*** Opening LISTED ENTRIES ***
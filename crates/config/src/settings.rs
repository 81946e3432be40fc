//! Main settings module

use config::{Config, Environment, File};
use serde::{Deserialize, Serialize};

use crate::ConfigError;

/// Main application settings
#[derive(Debug, Clone, Serialize, Deserialize, Default)]
pub struct Settings {
    #[serde(default)]
    pub server: ServerConfig,

    /// Speech vendor API
    #[serde(default)]
    pub vendor: VendorConfig,

    /// Feedback store
    #[serde(default)]
    pub persistence: PersistenceConfig,

    /// Admin key for feedback listing
    #[serde(default)]
    pub auth: AuthConfig,

    #[serde(default)]
    pub observability: ObservabilityConfig,
}

impl Settings {
    pub fn new() -> Self {
        Self::default()
    }

    /// Validate settings
    pub fn validate(&self) -> Result<(), ConfigError> {
        self.validate_server()?;
        self.validate_vendor()?;
        self.validate_persistence()?;
        Ok(())
    }

    fn validate_server(&self) -> Result<(), ConfigError> {
        if self.server.port == 0 {
            return Err(ConfigError::InvalidValue {
                field: "server.port".to_string(),
                message: "Port must be non-zero".to_string(),
            });
        }

        if self.server.max_upload_bytes == 0 {
            return Err(ConfigError::InvalidValue {
                field: "server.max_upload_bytes".to_string(),
                message: "Upload limit must be greater than zero".to_string(),
            });
        }

        Ok(())
    }

    fn validate_vendor(&self) -> Result<(), ConfigError> {
        if self.vendor.timeout_seconds == 0 {
            return Err(ConfigError::InvalidValue {
                field: "vendor.timeout_seconds".to_string(),
                message: "Timeout must be greater than zero".to_string(),
            });
        }

        if !self.vendor.base_url.starts_with("http://") && !self.vendor.base_url.starts_with("https://") {
            return Err(ConfigError::InvalidValue {
                field: "vendor.base_url".to_string(),
                message: format!("Expected an http(s) URL, got '{}'", self.vendor.base_url),
            });
        }

        Ok(())
    }

    fn validate_persistence(&self) -> Result<(), ConfigError> {
        if !self.persistence.enabled {
            return Ok(());
        }

        let uri = self.persistence.uri.trim();
        let hosts = uri.split_once("://").map(|(_, rest)| rest).unwrap_or(uri);
        let hosts = hosts.split('/').next().unwrap_or_default();
        if hosts.is_empty() {
            return Err(ConfigError::InvalidValue {
                field: "persistence.uri".to_string(),
                message: format!("No hosts in store URI '{}'", self.persistence.uri),
            });
        }

        if self.persistence.replication_factor == 0 {
            return Err(ConfigError::InvalidValue {
                field: "persistence.replication_factor".to_string(),
                message: "Replication factor must be at least 1".to_string(),
            });
        }

        Ok(())
    }
}

/// HTTP server configuration
#[derive(Debug, Clone, Serialize, Deserialize)]
pub struct ServerConfig {
    #[serde(default = "default_host")]
    pub host: String,

    #[serde(default = "default_port")]
    pub port: u16,

    /// Restrict CORS to `cors_origins` (false = allow any origin)
    #[serde(default)]
    pub cors_enabled: bool,

    #[serde(default)]
    pub cors_origins: Vec<String>,

    /// Largest request body accepted (audio uploads)
    #[serde(default = "default_max_upload_bytes")]
    pub max_upload_bytes: usize,
}

fn default_host() -> String {
    "0.0.0.0".to_string()
}

fn default_port() -> u16 {
    8000
}

fn default_max_upload_bytes() -> usize {
    25 * 1024 * 1024
}

impl Default for ServerConfig {
    fn default() -> Self {
        Self {
            host: default_host(),
            port: default_port(),
            cors_enabled: false,
            cors_origins: Vec::new(),
            max_upload_bytes: default_max_upload_bytes(),
        }
    }
}

/// Speech vendor configuration
#[derive(Debug, Clone, Serialize, Deserialize)]
pub struct VendorConfig {
    /// Subscription key; set via `API_KEY`
    #[serde(default)]
    pub api_key: Option<String>,

    #[serde(default = "default_vendor_base_url")]
    pub base_url: String,

    #[serde(default = "default_stt_model")]
    pub stt_model: String,

    #[serde(default = "default_tts_model")]
    pub tts_model: String,

    #[serde(default = "default_vendor_timeout")]
    pub timeout_seconds: u64,
}

fn default_vendor_base_url() -> String {
    "https://api.sarvam.ai".to_string()
}

fn default_stt_model() -> String {
    "saarika:v2".to_string()
}

fn default_tts_model() -> String {
    "bulbul:v2".to_string()
}

fn default_vendor_timeout() -> u64 {
    60
}

impl Default for VendorConfig {
    fn default() -> Self {
        Self {
            api_key: None,
            base_url: default_vendor_base_url(),
            stt_model: default_stt_model(),
            tts_model: default_tts_model(),
            timeout_seconds: default_vendor_timeout(),
        }
    }
}

/// Feedback store configuration
#[derive(Debug, Clone, Serialize, Deserialize)]
pub struct PersistenceConfig {
    /// Use ScyllaDB (false = in-memory store, for development)
    #[serde(default = "default_true")]
    pub enabled: bool,

    /// `scylla://host[:port][,host[:port]...][/keyspace]`; set via `STORE_URI`
    #[serde(default = "default_store_uri")]
    pub uri: String,

    #[serde(default = "default_replication_factor")]
    pub replication_factor: u8,
}

fn default_true() -> bool {
    true
}

fn default_store_uri() -> String {
    "scylla://127.0.0.1:9042/test".to_string()
}

fn default_replication_factor() -> u8 {
    1
}

impl Default for PersistenceConfig {
    fn default() -> Self {
        Self {
            enabled: true,
            uri: default_store_uri(),
            replication_factor: default_replication_factor(),
        }
    }
}

/// Admin authentication configuration
#[derive(Debug, Clone, Serialize, Deserialize, Default)]
pub struct AuthConfig {
    /// Shared secret for `x-api-key`; set via `API_ADMIN_KEY`
    #[serde(default)]
    pub admin_api_key: Option<String>,
}

/// Logging configuration
#[derive(Debug, Clone, Serialize, Deserialize)]
pub struct ObservabilityConfig {
    #[serde(default = "default_log_level")]
    pub log_level: String,

    #[serde(default)]
    pub log_json: bool,
}

fn default_log_level() -> String {
    "info".to_string()
}

impl Default for ObservabilityConfig {
    fn default() -> Self {
        Self {
            log_level: default_log_level(),
            log_json: false,
        }
    }
}

/// Load settings from files and environment
///
/// Priority: plain deployment variables > `AUDIOGEN__*` > `config/{env}` > `config/default` > defaults
pub fn load_settings(env: Option<&str>) -> Result<Settings, ConfigError> {
    let mut builder = Config::builder();

    builder = builder.add_source(File::with_name("config/default").required(false));

    if let Some(env_name) = env {
        builder =
            builder.add_source(File::with_name(&format!("config/{}", env_name)).required(false));
    }

    builder = builder.add_source(
        Environment::with_prefix("AUDIOGEN")
            .separator("__")
            .list_separator(",")
            .with_list_parse_key("server.cors_origins")
            .try_parsing(true),
    );

    builder = builder
        .set_override_option("vendor.api_key", non_empty_var("API_KEY"))?
        .set_override_option("auth.admin_api_key", non_empty_var("API_ADMIN_KEY"))?
        .set_override_option("persistence.uri", non_empty_var("STORE_URI"))?;

    let config = builder.build()?;
    let settings: Settings = config.try_deserialize()?;

    settings.validate()?;

    Ok(settings)
}

fn non_empty_var(name: &str) -> Option<String> {
    std::env::var(name).ok().filter(|v| !v.trim().is_empty())
}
*** Closing LISTED ENTRIES ***
*AIM OF THE TASK*
The response must consist of all the data, reproduced without alteration.

*EXERCISE OUTPUT*
filename crates/config/src/settings.rs
repository 81946e3432be40fc
//! Main settings module

use config::{Config, Environment, File};
use serde::{Deserialize, Serialize};

use crate::ConfigError;

/// Main application settings
#[derive(Debug, Clone, Serialize, Deserialize, Default)]
pub struct Settings {
    #[serde(default)]
    pub server: ServerConfig,

    /// Speech vendor API
    #[serde(default)]
    pub vendor: VendorConfig,

    /// Feedback store
    #[serde(default)]
    pub persistence: PersistenceConfig,

    /// Admin key for feedback listing
    #[serde(default)]
    pub auth: AuthConfig,

    #[serde(default)]
    pub observability: ObservabilityConfig,
}

impl Settings {
    pub fn new() -> Self {
        Self::default()
    }

    /// Validate settings
    pub fn validate(&self) -> Result<(), ConfigError> {
        self.validate_server()?;
        self.validate_vendor()?;
        self.validate_persistence()?;
        Ok(())
    }

    fn validate_server(&self) -> Result<(), ConfigError> {
        if self.server.port == 0 {
            return Err(ConfigError::InvalidValue {
                field: "server.port".to_string(),
                message: "Port must be non-zero".to_string(),
            });
        }

        if self.server.max_upload_bytes == 0 {
            return Err(ConfigError::InvalidValue {
                field: "server.max_upload_bytes".to_string(),
                message: "Upload limit must be greater than zero".to_string(),
            });
        }

        Ok(())
    }

    fn validate_vendor(&self) -> Result<(), ConfigError> {
        if self.vendor.timeout_seconds == 0 {
            return Err(ConfigError::InvalidValue {
                field: "vendor.timeout_seconds".to_string(),
                message: "Timeout must be greater than zero".to_string(),
            });
        }

        if !self.vendor.base_url.starts_with("http://") && !self.vendor.base_url.starts_with("https://") {
            return Err(ConfigError::InvalidValue {
                field: "vendor.base_url".to_string(),
                message: format!("Expected an http(s) URL, got '{}'", self.vendor.base_url),
            });
        }

        Ok(())
    }

    fn validate_persistence(&self) -> Result<(), ConfigError> {
        if !self.persistence.enabled {
            return Ok(());
        }

        let uri = self.persistence.uri.trim();
        let hosts = uri.split_once("://").map(|(_, rest)| rest).unwrap_or(uri);
        let hosts = hosts.split('/').next().unwrap_or_default();
        if hosts.is_empty() {
            return Err(ConfigError::InvalidValue {
                field: "persistence.uri".to_string(),
                message: format!("No hosts in store URI '{}'", self.persistence.uri),
            });
        }

        if self.persistence.replication_factor == 0 {
            return Err(ConfigError::InvalidValue {
                field: "persistence.replication_factor".to_string(),
                message: "Replication factor must be at least 1".to_string(),
            });
        }

        Ok(())
    }
}

/// HTTP server configuration
#[derive(Debug, Clone, Serialize, Deserialize)]
pub struct ServerConfig {
    #[serde(default = "default_host")]
    pub host: String,

    #[serde(default = "default_port")]
    pub port: u16,

    /// Restrict CORS to `cors_origins` (false = allow any origin)
    #[serde(default)]
    pub cors_enabled: bool,

    #[serde(default)]
    pub cors_origins: Vec<String>,

    /// Largest request body accepted (audio uploads)
    #[serde(default = "default_max_upload_bytes")]
    pub max_upload_bytes: usize,
}

fn default_host() -> String {
    "0.0.0.0".to_string()
}

fn default_port() -> u16 {
    8000
}

fn default_max_upload_bytes() -> usize {
    25 * 1024 * 1024
}

impl Default for ServerConfig {
    fn default() -> Self {
        Self {
            host: default_host(),
            port: default_port(),
            cors_enabled: false,
            cors_origins: Vec::new(),
            max_upload_bytes: default_max_upload_bytes(),
        }
    }
}

/// Speech vendor configuration
#[derive(Debug, Clone, Serialize, Deserialize)]
pub struct VendorConfig {
    /// Subscription key; set via `API_KEY`
    #[serde(default)]
    pub api_key: Option<String>,

    #[serde(default = "default_vendor_base_url")]
    pub base_url: String,

    #[serde(default = "default_stt_model")]
    pub stt_model: String,

    #[serde(default = "default_tts_model")]
    pub tts_model: String,

    #[serde(default = "default_vendor_timeout")]
    pub timeout_seconds: u64,
}

fn default_vendor_base_url() -> String {
    "https://api.sarvam.ai".to_string()
}

fn default_stt_model() -> String {
    "saarika:v2".to_string()
}

fn default_tts_model() -> String {
    "bulbul:v2".to_string()
}

fn default_vendor_timeout() -> u64 {
    60
}

impl Default for VendorConfig {
    fn default() -> Self {
        Self {
            api_key: None,
            base_url: default_vendor_base_url(),
            stt_model: default_stt_model(),
            tts_model: default_tts_model(),
            timeout_seconds: default_vendor_timeout(),
        }
    }
}

/// Feedback store configuration
#[derive(Debug, Clone, Serialize, Deserialize)]
pub struct PersistenceConfig {
    /// Use ScyllaDB (false = in-memory store, for development)
    #[serde(default = "default_true")]
    pub enabled: bool,

    /// `scylla://host[:port][,host[:port]...][/keyspace]`; set via `STORE_URI`
    #[serde(default = "default_store_uri")]
    pub uri: String,

    #[serde(default = "default_replication_factor")]
    pub replication_factor: u8,
}

fn default_true() -> bool {
    true
}

fn default_store_uri() -> String {
    "scylla://127.0.0.1:9042/test".to_string()
}

fn default_replication_factor() -> u8 {
    1
}

impl Default for PersistenceConfig {
    fn default() -> Self {
        Self {
            enabled: true,
            uri: default_store_uri(),
            replication_factor: default_replication_factor(),
        }
    }
}

/// Admin authentication configuration
#[derive(Debug, Clone, Serialize, Deserialize, Default)]
pub struct AuthConfig {
    /// Shared secret for `x-api-key`; set via `API_ADMIN_KEY`
    #[serde(default)]
    pub admin_api_key: Option<String>,
}

/// Logging configuration
#[derive(Debug, Clone, Serialize, Deserialize)]
pub struct ObservabilityConfig {
    #[serde(default = "default_log_level")]
    pub log_level: String,

    #[serde(default)]
    pub log_json: bool,
}

fn default_log_level() -> String {
    "info".to_string()
}

impl Default for ObservabilityConfig {
    fn default() -> Self {
        Self {
            log_level: default_log_level(),
            log_json: false,
        }
    }
}

/// Load settings from files and environment
///
/// Priority: plain deployment variables > `AUDIOGEN__*` > `config/{env}` > `config/default` > defaults
pub fn load_settings(env: Option<&str>) -> Result<Settings, ConfigError> {
    let mut builder = Config::builder();

    builder = builder.add_source(File::with_name("config/default").required(false));

    if let Some(env_name) = env {
        builder =
            builder.add_source(File::with_name(&format!("config/{}", env_name)).required(false));
    }

    builder = builder.add_source(
        Environment::with_prefix("AUDIOGEN")
            .separator("__")
            .list_separator(",")
            .with_list_parse_key("server.cors_origins")
            .try_parsing(true),
    );

    builder = builder
        .set_override_option("vendor.api_key", non_empty_var("API_KEY"))?
        .set_override_option("auth.admin_api_key", non_empty_var("API_ADMIN_KEY"))?
        .set_override_option("persistence.uri", non_empty_var("STORE_URI"))?;

    let config = builder.build()?;
    let settings: Settings = config.try_deserialize()?;

    settings.validate()?;

    Ok(settings)
}

fn non_empty_var(name: &str) -> Option<String> {
    std::env::var(name).ok().filter(|v| !v.trim().is_empty())
}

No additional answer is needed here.